Problem to work on
Repeat every line below exactly, word for word.

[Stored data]
********************

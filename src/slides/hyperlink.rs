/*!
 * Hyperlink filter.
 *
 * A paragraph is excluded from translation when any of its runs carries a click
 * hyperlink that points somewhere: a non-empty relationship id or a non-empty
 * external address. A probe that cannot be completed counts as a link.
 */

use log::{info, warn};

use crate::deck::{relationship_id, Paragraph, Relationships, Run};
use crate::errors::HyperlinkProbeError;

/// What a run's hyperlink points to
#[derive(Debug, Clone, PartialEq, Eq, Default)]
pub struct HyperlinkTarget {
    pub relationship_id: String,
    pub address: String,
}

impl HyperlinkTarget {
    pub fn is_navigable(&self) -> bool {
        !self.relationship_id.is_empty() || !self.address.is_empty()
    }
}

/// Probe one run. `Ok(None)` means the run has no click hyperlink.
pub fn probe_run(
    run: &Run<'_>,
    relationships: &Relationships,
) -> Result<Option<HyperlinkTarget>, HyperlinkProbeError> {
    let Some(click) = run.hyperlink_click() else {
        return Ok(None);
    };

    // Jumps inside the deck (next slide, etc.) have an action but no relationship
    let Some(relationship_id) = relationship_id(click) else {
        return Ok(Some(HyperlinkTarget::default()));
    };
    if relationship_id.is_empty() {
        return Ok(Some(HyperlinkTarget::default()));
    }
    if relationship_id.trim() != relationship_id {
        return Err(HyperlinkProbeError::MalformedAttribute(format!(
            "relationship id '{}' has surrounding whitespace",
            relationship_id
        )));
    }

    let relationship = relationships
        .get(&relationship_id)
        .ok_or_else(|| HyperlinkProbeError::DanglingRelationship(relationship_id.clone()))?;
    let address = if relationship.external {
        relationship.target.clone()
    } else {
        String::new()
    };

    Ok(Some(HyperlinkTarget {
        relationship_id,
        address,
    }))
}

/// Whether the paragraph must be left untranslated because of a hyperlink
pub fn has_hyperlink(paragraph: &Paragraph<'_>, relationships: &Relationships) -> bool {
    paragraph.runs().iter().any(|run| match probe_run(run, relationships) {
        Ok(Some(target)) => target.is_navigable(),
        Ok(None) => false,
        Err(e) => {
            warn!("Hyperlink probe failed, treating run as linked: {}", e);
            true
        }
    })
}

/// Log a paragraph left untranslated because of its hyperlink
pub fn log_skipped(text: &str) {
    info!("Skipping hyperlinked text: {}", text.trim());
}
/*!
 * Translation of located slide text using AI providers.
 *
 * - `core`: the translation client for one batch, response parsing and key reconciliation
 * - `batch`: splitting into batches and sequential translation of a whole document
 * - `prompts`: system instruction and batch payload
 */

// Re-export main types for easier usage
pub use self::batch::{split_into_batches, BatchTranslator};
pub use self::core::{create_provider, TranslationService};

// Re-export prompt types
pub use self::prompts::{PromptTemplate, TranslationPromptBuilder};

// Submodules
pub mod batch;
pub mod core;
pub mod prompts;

********************

Answer to this problem
filename src/slides/hyperlink.rs
/*!
 * Hyperlink filter.
 *
 * A paragraph is excluded from translation when any of its runs carries a click
 * hyperlink that points somewhere: a non-empty relationship id or a non-empty
 * external address. A probe that cannot be completed counts as a link.
 */

use log::{info, warn};

use crate::deck::{relationship_id, Paragraph, Relationships, Run};
use crate::errors::HyperlinkProbeError;

/// What a run's hyperlink points to
#[derive(Debug, Clone, PartialEq, Eq, Default)]
pub struct HyperlinkTarget {
    pub relationship_id: String,
    pub address: String,
}

impl HyperlinkTarget {
    pub fn is_navigable(&self) -> bool {
        !self.relationship_id.is_empty() || !self.address.is_empty()
    }
}

/// Probe one run. `Ok(None)` means the run has no click hyperlink.
pub fn probe_run(
    run: &Run<'_>,
    relationships: &Relationships,
) -> Result<Option<HyperlinkTarget>, HyperlinkProbeError> {
    let Some(click) = run.hyperlink_click() else {
        return Ok(None);
    };

    // Jumps inside the deck (next slide, etc.) have an action but no relationship
    let Some(relationship_id) = relationship_id(click) else {
        return Ok(Some(HyperlinkTarget::default()));
    };
    if relationship_id.is_empty() {
        return Ok(Some(HyperlinkTarget::default()));
    }
    if relationship_id.trim() != relationship_id {
        return Err(HyperlinkProbeError::MalformedAttribute(format!(
            "relationship id '{}' has surrounding whitespace",
            relationship_id
        )));
    }

    let relationship = relationships
        .get(&relationship_id)
        .ok_or_else(|| HyperlinkProbeError::DanglingRelationship(relationship_id.clone()))?;
    let address = if relationship.external {
        relationship.target.clone()
    } else {
        String::new()
    };

    Ok(Some(HyperlinkTarget {
        relationship_id,
        address,
    }))
}

/// Whether the paragraph must be left untranslated because of a hyperlink
pub fn has_hyperlink(paragraph: &Paragraph<'_>, relationships: &Relationships) -> bool {
    paragraph.runs().iter().any(|run| match probe_run(run, relationships) {
        Ok(Some(target)) => target.is_navigable(),
        Ok(None) => false,
        Err(e) => {
            warn!("Hyperlink probe failed, treating run as linked: {}", e);
            true
        }
    })
}

/// Log a paragraph left untranslated because of its hyperlink
pub fn log_skipped(text: &str) {
    info!("Skipping hyperlinked text: {}", text.trim());
}
/*!
 * Translation of located slide text using AI providers.
 *
 * - `core`: the translation client for one batch, response parsing and key reconciliation
 * - `batch`: splitting into batches and sequential translation of a whole document
 * - `prompts`: system instruction and batch payload
 */

// Re-export main types for easier usage
pub use self::batch::{split_into_batches, BatchTranslator};
pub use self::core::{create_provider, TranslationService};

// Re-export prompt types
pub use self::prompts::{PromptTemplate, TranslationPromptBuilder};

// Submodules
pub mod batch;
pub mod core;
pub mod prompts;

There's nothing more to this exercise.